Consume messages action in the Kafka package
- Updated: 2026/05/15
Consume messages action in the Kafka package
The Consume message action in the Kafka package enables you to poll an Apache Kafka topic for a batch of messages using a consumer group, with configurable batch size, poll timeout, offset reset strategy, and commit strategy, returning all consumed messages as a table variable for processing in your automation workflow.
Prerequisites
- An active Kafka session established using the Connect action. See Connect action in the Kafka package.
- The target Kafka topic exists on the broker and the authenticated user has consumer permissions for that topic.
- A consumer group ID is available.
- If you plan to use the manual commit strategy, ensure a Commit offsets action is added after this action in the automation workflow to confirm processing. See Commit offsets action in the Kafka package.
Settings
Use the Consume message action to poll an Apache Kafka topic for a batch of messages using a consumer group. The action returns a table variable where each row represents one message. You can configure the maximum number of messages per poll, the poll timeout in milliseconds, the offset reset strategy (earliest or latest), and whether offsets are committed automatically or manually. Use manual commit strategy when you require exactly-once processing semantics; the automation must then call the Commit offsets action after successfully processing each message.
- Session name: Select one of the following options to
specify the Kafka session to be used:
- Session name: Select the active Kafka session returned by the Connect action, or accept the default session name Default.
- Variable: Select a session variable that includes the active Kafka session configuration.
- Topic: Enter the exact name of the Kafka topic to consume from. For example, transactions-data.
- Consumer group ID: Enter the consumer group identifier used to track consumed offsets. All automations sharing the same group ID share partition assignments and offset state. For example, erp-sync-group.
- Max messages: Enter a positive integer (1 or greater) representing the maximum number of messages to retrieve per poll request. The default value is 10. Fewer messages might be returned if the topic has fewer available records.

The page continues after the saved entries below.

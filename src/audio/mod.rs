use crate::events::{EngineEvent, EventSender};
use crate::model::PlayState;
use anyhow::{Context, Result};
use rodio::Source;
use rodio::cpal::traits::{DeviceTrait, HostTrait};
use rodio::{Decoder, OutputStream, OutputStreamBuilder, Sink};
#[cfg(unix)]
use std::ffi::CString;
use std::fs::File;
use std::path::{Path, PathBuf};
use std::time::{Duration, Instant};
use tracing::{debug, warn};

/// Boundary to the playback engine.
///
/// Commands are fire-and-forget: failures that happen inside the engine are
/// reported later as [`EngineEvent::Error`] on the control queue, and the
/// end of a track as [`EngineEvent::EndOfStream`].
pub trait MediaEngine {
    /// Loads a track and leaves it paused at the start.
    fn load(&mut self, path: &Path);
    fn set_state(&mut self, state: PlayState);
    fn seek_absolute(&mut self, position: Duration);
    fn query_position(&self) -> Option<Duration>;
    fn query_duration(&self) -> Option<Duration>;
    fn query_state(&self) -> Option<PlayState>;
    /// Called from the control loop so the engine can notice end-of-stream.
    fn tick(&mut self);
    fn release(&mut self);
    fn output_name(&self) -> Option<String>;
}

impl<E: MediaEngine + ?Sized> MediaEngine for Box<E> {
    fn load(&mut self, path: &Path) {
        (**self).load(path);
    }

    fn set_state(&mut self, state: PlayState) {
        (**self).set_state(state);
    }

    fn seek_absolute(&mut self, position: Duration) {
        (**self).seek_absolute(position);
    }

    fn query_position(&self) -> Option<Duration> {
        (**self).query_position()
    }

    fn query_duration(&self) -> Option<Duration> {
        (**self).query_duration()
    }

    fn query_state(&self) -> Option<PlayState> {
        (**self).query_state()
    }

    fn tick(&mut self) {
        (**self).tick();
    }

    fn release(&mut self) {
        (**self).release();
    }

    fn output_name(&self) -> Option<String> {
        (**self).output_name()
    }
}

pub struct RodioEngine {
    stream: OutputStream,
    sink: Sink,
    current: Option<PathBuf>,
    track_duration: Option<Duration>,
    end_reported: bool,
    events: EventSender,
}

impl RodioEngine {
    pub fn new(events: EventSender) -> Result<Self> {
        let (stream, sink) = Self::open_output_stream()?;

        Ok(Self {
            stream,
            sink,
            current: None,
            track_duration: None,
            end_reported: false,
            events,
        })
    }

    fn open_output_stream() -> Result<(OutputStream, Sink)> {
        let mut stream = with_silenced_stderr(|| {
            match OutputStreamBuilder::from_default_device()
                .context("failed to open default system output stream")
                .and_then(|builder| {
                    builder
                        .with_error_callback(|_| {})
                        .open_stream_or_fallback()
                        .context("failed to start default output stream")
                }) {
                Ok(stream) => Ok(stream),
                Err(default_err) => {
                    let host = rodio::cpal::default_host();
                    let devices = host
                        .output_devices()
                        .context("failed to enumerate output devices")?;
                    for device in devices {
                        let name = device.name().unwrap_or_default();
                        let opened = OutputStreamBuilder::from_device(device)
                            .context("failed to open fallback output device")
                            .and_then(|builder| {
                                builder
                                    .with_error_callback(|_| {})
                                    .open_stream_or_fallback()
                                    .context("failed to start fallback output stream")
                            });
                        match opened {
                            Ok(stream) => {
                                debug!(device = %name, "opened fallback output device");
                                return Ok(stream);
                            }
                            Err(err) => debug!(device = %name, "output device rejected: {err:#}"),
                        }
                    }
                    Err(default_err.context("unable to start any audio output stream"))
                }
            }
        })?;
        stream.log_on_drop(false);
        let sink = Sink::connect_new(stream.mixer());
        Ok((stream, sink))
    }

    fn open_source(path: &Path) -> Result<impl Source + Send + 'static> {
        let file =
            File::open(path).with_context(|| format!("failed to open track {}", path.display()))?;
        Decoder::try_from(file).with_context(|| format!("failed to decode {}", path.display()))
    }

    fn reset(&mut self) {
        self.sink.stop();
        self.current = None;
        self.track_duration = None;
        self.end_reported = false;
    }
}

impl MediaEngine for RodioEngine {
    fn load(&mut self, path: &Path) {
        self.reset();
        self.sink = Sink::connect_new(self.stream.mixer());
        self.sink.pause();

        match Self::open_source(path) {
            Ok(source) => {
                self.track_duration = source.total_duration().filter(|d| !d.is_zero());
                self.sink.append(source);
                self.current = Some(path.to_path_buf());
                debug!(path = %path.display(), duration = ?self.track_duration, "track loaded");
            }
            Err(err) => {
                warn!("load failed: {err:#}");
                self.events.engine(EngineEvent::Error(format!("{err:#}")));
            }
        }
    }

    fn set_state(&mut self, state: PlayState) {
        match state {
            PlayState::Playing => {
                if self.current.is_some() {
                    self.sink.play();
                }
            }
            PlayState::Paused => self.sink.pause(),
            PlayState::Stopped => self.reset(),
        }
    }

    fn seek_absolute(&mut self, position: Duration) {
        if self.current.is_none() {
            debug!("seek ignored without an active track");
            return;
        }

        if let Err(err) = self.sink.try_seek(position) {
            self.events
                .engine(EngineEvent::Error(format!("failed to seek: {err:?}")));
        }
    }

    fn query_position(&self) -> Option<Duration> {
        self.current.as_ref()?;
        Some(self.sink.get_pos())
    }

    fn query_duration(&self) -> Option<Duration> {
        self.track_duration
    }

    fn query_state(&self) -> Option<PlayState> {
        if self.current.is_none() || self.sink.empty() {
            return Some(PlayState::Stopped);
        }
        if self.sink.is_paused() {
            Some(PlayState::Paused)
        } else {
            Some(PlayState::Playing)
        }
    }

    fn tick(&mut self) {
        if self.end_reported || self.current.is_none() || self.sink.is_paused() {
            return;
        }
        if self.sink.empty() {
            self.end_reported = true;
            self.events.engine(EngineEvent::EndOfStream);
        }
    }

    fn release(&mut self) {
        self.reset();
    }

    fn output_name(&self) -> Option<String> {
        Some(String::from("System default output (rodio)"))
    }
}

#[cfg(unix)]
fn with_silenced_stderr<T>(operation: impl FnOnce() -> T) -> T {
    let saved = unsafe { libc::dup(libc::STDERR_FILENO) };
    if saved < 0 {
        return operation();
    }

    let devnull = CString::new("/dev/null")
        .ok()
        .map(|path| unsafe { libc::open(path.as_ptr(), libc::O_WRONLY) })
        .unwrap_or(-1);

    if devnull >= 0 {
        unsafe {
            libc::dup2(devnull, libc::STDERR_FILENO);
            libc::close(devnull);
        }
    }

    let result = operation();

    unsafe {
        libc::dup2(saved, libc::STDERR_FILENO);
        libc::close(saved);
    }

    result
}

#[cfg(not(unix))]
fn with_silenced_stderr<T>(operation: impl FnOnce() -> T) -> T {
    operation()
}

/// Wall-clock stand-in for a sink's playhead.
#[derive(Debug, Default)]
struct PlayheadClock {
    base: Duration,
    running_since: Option<Instant>,
    limit: Option<Duration>,
}

impl PlayheadClock {
    fn now(&self) -> Duration {
        let elapsed = self.running_since.map_or(Duration::ZERO, |since| since.elapsed());
        let raw = self.base.saturating_add(elapsed);
        self.limit.map_or(raw, |limit| raw.min(limit))
    }

    fn run(&mut self) {
        self.running_since.get_or_insert_with(Instant::now);
    }

    fn hold(&mut self) {
        self.base = self.now();
        self.running_since = None;
    }

    fn jump(&mut self, to: Duration) {
        let running = self.running_since.is_some();
        self.base = self.limit.map_or(to, |limit| to.min(limit));
        self.running_since = running.then(Instant::now);
    }

    fn finished(&self) -> bool {
        self.limit.is_some_and(|limit| self.now() >= limit)
    }
}

/// Clock-only engine for machines without a usable audio device.
pub struct NullEngine {
    state: PlayState,
    loaded: Option<PathBuf>,
    clock: PlayheadClock,
    end_reported: bool,
    events: EventSender,
}

impl NullEngine {
    pub fn new(events: EventSender) -> Self {
        Self {
            state: PlayState::Stopped,
            loaded: None,
            clock: PlayheadClock::default(),
            end_reported: false,
            events,
        }
    }

    /// Header-only probe; zero-length or undecodable files count as unknown.
    fn probe_duration(path: &Path) -> Option<Duration> {
        Decoder::try_from(File::open(path).ok()?)
            .ok()?
            .total_duration()
            .filter(|duration| !duration.is_zero())
    }
}

impl MediaEngine for NullEngine {
    fn load(&mut self, path: &Path) {
        self.clock = PlayheadClock {
            limit: Self::probe_duration(path),
            ..PlayheadClock::default()
        };
        self.loaded = Some(path.to_path_buf());
        self.state = PlayState::Paused;
        self.end_reported = false;
    }

    fn set_state(&mut self, state: PlayState) {
        if state == PlayState::Stopped {
            self.release();
            return;
        }
        if self.loaded.is_none() {
            return;
        }
        match state {
            PlayState::Playing => self.clock.run(),
            _ => self.clock.hold(),
        }
        self.state = state;
    }

    fn seek_absolute(&mut self, position: Duration) {
        if self.loaded.is_some() {
            self.clock.jump(position);
        }
    }

    fn query_position(&self) -> Option<Duration> {
        self.loaded.as_ref().map(|_| self.clock.now())
    }

    fn query_duration(&self) -> Option<Duration> {
        self.clock.limit
    }

    fn query_state(&self) -> Option<PlayState> {
        Some(self.state)
    }

    fn tick(&mut self) {
        if !self.end_reported && self.state == PlayState::Playing && self.clock.finished() {
            self.end_reported = true;
            self.events.engine(EngineEvent::EndOfStream);
        }
    }

    fn release(&mut self) {
        self.loaded = None;
        self.state = PlayState::Stopped;
        self.clock = PlayheadClock::default();
        self.end_reported = false;
    }

    fn output_name(&self) -> Option<String> {
        Some(String::from("Null audio engine"))
    }
}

- Poll timeout (ms): Enter a non-negative integer representing the maximum number of milliseconds the Consume message action waits before returning messages. The default value is 5000 (5 seconds). Enter 0 to return immediately with any available messages.
- Offset reset: Select how the consumer positions itself
when no committed offset exists for the group and topic. The default is
earliest. Select one of the following options:
- earliest: Starts reading from the oldest available message in the topic. Use this option when you want to process all historical messages from the beginning.
- latest: Starts reading from the newest message produced after the consumer subscribes. Use this option when you only want to process new messages going forward.
- Commit strategy: Select how the consumer commits offsets
after polling. The default is Auto commit. Select one of
the following options:
- Auto commit: The consumer automatically commits offsets at a fixed interval. Use this option for at-least-once processing where occasional reprocessing of messages on failure is acceptable.
- Manual: Offsets are committed only when the automation explicitly calls the Commit offsets action. Use this option for exactly-once processing semantics where you must confirm successful processing before advancing the consumer position.
- (Optional) CSV file path: Enter an absolute file path to save the consumed messages as a CSV file. If left empty, messages are returned only in the table output variable and no file is written.
- Assign output to a variable: Specify the variable where the Consume message action stores the result. The Consume message action returns a table variable containing up to the specified maximum number of messages from the Kafka topic. Each row in the table represents one message. Use a Loop action to iterate over the rows and process each message in subsequent automation steps.